Ralph lauren is 2k (same design as in the last picture). Which really brings me to this question. The government said they'll increase certain taxes - during the announcement of the budget, but to balance it up, the tax price of textile would face reduction. So why is a normal polo tee from ralph lauren costing myr500 now instead of myr300 like it used to?

if their answer is - labels are expensive, here's another question - labels... don't produce clothes? curious.

Anw. Back to my other fetish.


i always think that i'm too young for a prada -- general rule. but as we all know, to every general rule... there's an exception.

The primary use for my bags is for me to hug to sleep in case i turn lonely.
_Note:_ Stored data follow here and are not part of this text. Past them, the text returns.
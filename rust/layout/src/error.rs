// This Source Code Form is subject to the terms of the Mozilla Public
// License, v. 2.0. If a copy of the MPL was not distributed with this
// file, You can obtain one at https://mozilla.org/MPL/2.0/.

use crate::room::RoomId;
use thiserror::Error;

/// Result type for layout operations
pub type Result<T> = std::result::Result<T, LayoutError>;

/// Errors that can occur while building or deriving layouts
#[derive(Error, Debug, Clone, PartialEq)]
pub enum LayoutError {
    #[error("Invalid approach {0}: expected 1, 2 or 3")]
    InvalidApproach(u8),

    #[error("Room name collision: {0}")]
    NameCollision(RoomId),

    #[error("Unknown room: {0}")]
    UnknownRoom(RoomId),

    #[error("Invalid rectangle for {room}: {width} x {height}")]
    InvalidRect { room: RoomId, width: f64, height: f64 },

    #[error("Invalid balcony thickness: {0}")]
    InvalidThickness(f64),

    #[error("Invalid floor bounds: {width} x {height}")]
    InvalidBounds { width: f64, height: f64 },

    #[error("Could not place {room} after {attempts} plan attempts")]
    PlacementFailed { room: RoomId, attempts: usize },
}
Some, i carry out occasionally, some i keep under my pillow (no i'm kidding!). But bags, like my phones are my collections. I never sell them nor do i dispose of them, be it with monetary consideration or not. Maybe one day, when i feel i have no more closet space, i'd ebay them. But in the meantime...

amor.


p/s: need. new. phone. my blackberry is dying on me. =( apple sounds good. let me just try to save up.

p/p/s: my friend is already contributing to my birkin fund. 20 cents at a time. now i'll just have to do good deeds and come back in 10 lifetimes to save enough money.